QUELQUES DECISIONS A MEDITER.....


- Cour de Cassation 3ème Chambre Civile 6 avril 2005 :

En cas de résiliation du bail commercial aux torts du preneur, soit sur le fondement du droit commun, soit de la clause résolutoire, le bailleur doit informer les créanciers inscrits sur le fonds de son action, en leur dénonçant l'exploit introductif d'instance.

Ces derniers, en vertu de l'article L 143-2 alinéa 1er du Code de Commerce disposent alors d'un délai d'un mois pour sauvegarder leur gage, en se substituant le cas échéant, au débiteur défaillant.

Qu'en est-il en cas de résiliation amiable du bail ?

Les créanciers nantis disposent-ils d'un gage sur l'indemnité versée par le bailleur au locataire ?

C'est à cette question que la Cour de Cassation a répondu par la négative dans son arrêt du 6 avril 2005.

En cas de résiliation amiable du bail, l'article L 143-2 alinéa 2 du Code de Commerce, impose également aux parties de notifier cette résiliation aux créanciers inscrits à domicile élu.

Le texte ne prévoit toutefois pas les moyens d'action dont disposent les créanciers nantis pour sauvegarder leurs droits.

Dans l'espèce ayant donné lieu à l'arrêt de la Cour de Cassation du 6 avril 2005, un créancier nanti prétendait pouvoir se faire attribuer en paiement l'indemnité due par le bailleur au preneur.

La Cour de Cassation lui donne tort en retenant que l'article L 142-1 alinéa 2 du Code de Commerce dispose que le nantissement ne donne pas au créancier gagiste le droit de se faire attribuer le fonds en paiement et que par voie de conséquence, le créancier gagiste ne bénéficie d'aucun droit de préférence ou de suite sur l'indemnité de résiliation du bail.

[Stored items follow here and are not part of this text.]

//! Immutable lookup tables built once from the startup snapshot.

use std::collections::HashMap;

use crate::error::AppError;
use crate::types::{ReservableSlot, SnapshotData, Ticket};

#[derive(Debug, Clone, Default)]
pub struct Catalog {
    slots: HashMap<i64, ReservableSlot>,
    tickets: HashMap<String, Ticket>,
}

impl Catalog {
    /// Index every slot and ticket in the snapshot. A slot id listed under
    /// more than one date keeps its last occurrence.
    pub fn from_snapshot(data: &SnapshotData) -> Self {
        let slots = data
            .reserve_list
            .slots()
            .map(|slot| (slot.id, slot.clone()))
            .collect();
        let tickets = data
            .user_ticket_info
            .iter()
            .map(|ticket| (ticket.id.clone(), ticket.clone()))
            .collect();
        Self { slots, tickets }
    }

    pub fn slot(&self, id: i64) -> Option<&ReservableSlot> {
        self.slots.get(&id)
    }

    pub fn ticket(&self, id: &str) -> Option<&Ticket> {
        self.tickets.get(id)
    }

    /// Look up both halves of a job pair.
    pub fn pair(
        &self,
        slot_id: i64,
        ticket_id: &str,
    ) -> Result<(&ReservableSlot, &Ticket), AppError> {
        let slot = self.slot(slot_id).ok_or(AppError::SlotNotFound(slot_id))?;
        let ticket = self
            .ticket(ticket_id)
            .ok_or_else(|| AppError::TicketNotFound(ticket_id.to_string()))?;
        Ok((slot, ticket))
    }

    /// Tickets sorted by id, for stable startup logging.
    pub fn tickets(&self) -> Vec<&Ticket> {
        let mut tickets: Vec<_> = self.tickets.values().collect();
        tickets.sort_by(|a, b| a.id.cmp(&b.id));
        tickets
    }

    pub fn slot_count(&self) -> usize {
        self.slots.len()
    }
}
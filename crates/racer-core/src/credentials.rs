//! Credential string handling.

use crate::error::AppError;

/// Cookie pair whose value is the CSRF token expected by every call.
pub const CSRF_COOKIE: &str = "bili_jct";

/// Cookie string plus the CSRF token derived from it.
#[derive(Clone)]
pub struct Credentials {
    cookie: String,
    csrf: String,
}

impl std::fmt::Debug for Credentials {
    fn fmt(&self, f: &mut std::fmt::Formatter<'_>) -> std::fmt::Result {
        f.debug_struct("Credentials")
            .field("cookie", &"<redacted>")
            .field("csrf", &"<redacted>")
            .finish()
    }
}

impl Credentials {
    pub fn from_cookie(cookie: &str) -> Result<Self, AppError> {
        let csrf = extract_csrf(cookie).ok_or(AppError::MissingCsrfToken(CSRF_COOKIE))?;
        Ok(Self {
            csrf: csrf.to_string(),
            cookie: cookie.trim().to_string(),
        })
    }

    pub fn cookie(&self) -> &str {
        &self.cookie
    }

    pub fn csrf(&self) -> &str {
        &self.csrf
    }
}

/// Find the `bili_jct` value in a `k=v; k=v` cookie string.
pub fn extract_csrf(cookie: &str) -> Option<&str> {
    cookie
        .split(';')
        .filter_map(|pair| pair.split_once('='))
        .find(|(key, _)| key.trim() == CSRF_COOKIE)
        .map(|(_, value)| value.trim())
        .filter(|value| !value.is_empty())
}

Son seul recours paraît donc être la remise en cause de la résiliation amiable, en établissant que celle-ci aurait été conclue en fraude de ses droits.

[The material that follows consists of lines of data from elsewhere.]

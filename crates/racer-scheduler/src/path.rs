use racer_core::NetworkPath;

/// Per-task choice of network path.
///
/// The fallback path is one-shot: it is selected only for the attempt
/// immediately after a rate-limit reply on the direct path, and the next
/// attempt after it goes direct again regardless of outcome.
#[derive(Debug, Clone, Copy, PartialEq, Eq)]
pub struct PathSelector {
    current: NetworkPath,
    fallback_available: bool,
}

impl PathSelector {
    pub fn new(fallback_available: bool) -> Self {
        Self {
            current: NetworkPath::Direct,
            fallback_available,
        }
    }

    /// Path the next firing call will use.
    pub fn current(&self) -> NetworkPath {
        self.current
    }

    /// Record that a call went out; returns the path it used.
    pub fn consume(&mut self) -> NetworkPath {
        std::mem::replace(&mut self.current, NetworkPath::Direct)
    }

    /// React to a rate-limit reply received over `used`.
    ///
    /// Returns `true` when the next attempt should go out at once over the
    /// fallback path; `false` means the caller backs off on the direct path.
    pub fn switch_after_rate_limit(&mut self, used: NetworkPath) -> bool {
        if used == NetworkPath::Direct && self.fallback_available {
            self.current = NetworkPath::Fallback;
            true
        } else {
            self.current = NetworkPath::Direct;
            false
        }
    }

    pub fn revert(&mut self) {
        self.current = NetworkPath::Direct;
    }
}
use std::path::PathBuf;

use clap::Parser;
use racer_config::DEFAULT_CONFIG_PATH;

#[derive(Parser, Debug)]
#[command(name = "racer")]
#[command(version)]
#[command(about = "Park reservation racer: fires reservation calls the moment a window opens")]
pub struct Cli {
    /// Config file (JSON, or TOML when the extension is .toml)
    #[arg(default_value = DEFAULT_CONFIG_PATH)]
    pub config: PathBuf,

    /// Also write logs to a timestamped file in this directory
    #[arg(long)]
    pub log_dir: Option<PathBuf>,

    /// Run every startup step and log the plan without firing
    #[arg(long)]
    pub dry_run: bool,
}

- Cour d'Appel de Montpellier 1er Chambre D 20 octobre 2004 :

La délivrance d'un congé pour vendre est un acte de disposition qui nécessite, lorsqu'il est réalisé par un mandataire, agent immobilier en l'occurrence, qu'il dispose d'un mandat spécial.

A défaut, le congé est nul et ne produit aucun effet.

Cette décision est conforme à la jurisprudence la plus répandue.

- Cour d'Appel de PARIS 6ème Chambre B 27 janvier 2005 :

La durée du bail varie selon la qualité des bailleurs successifs.

Ce principe est édicté par la Loi du 6 juillet 1989 puisque, qu'il s'agisse de la durée du bail initial ou de celle du bail à renouveler, elle dépend de la qualité du bailleur.

Cette durée est de trois ans lorsqu'il s'agit d'un bailleur personne physique et de six ans, lorsqu'il s'agit d'un bailleur personne morale.

Qu'elle est l'incidence du changement de statut du bailleur en cours de bail sur la durée de celui-ci ?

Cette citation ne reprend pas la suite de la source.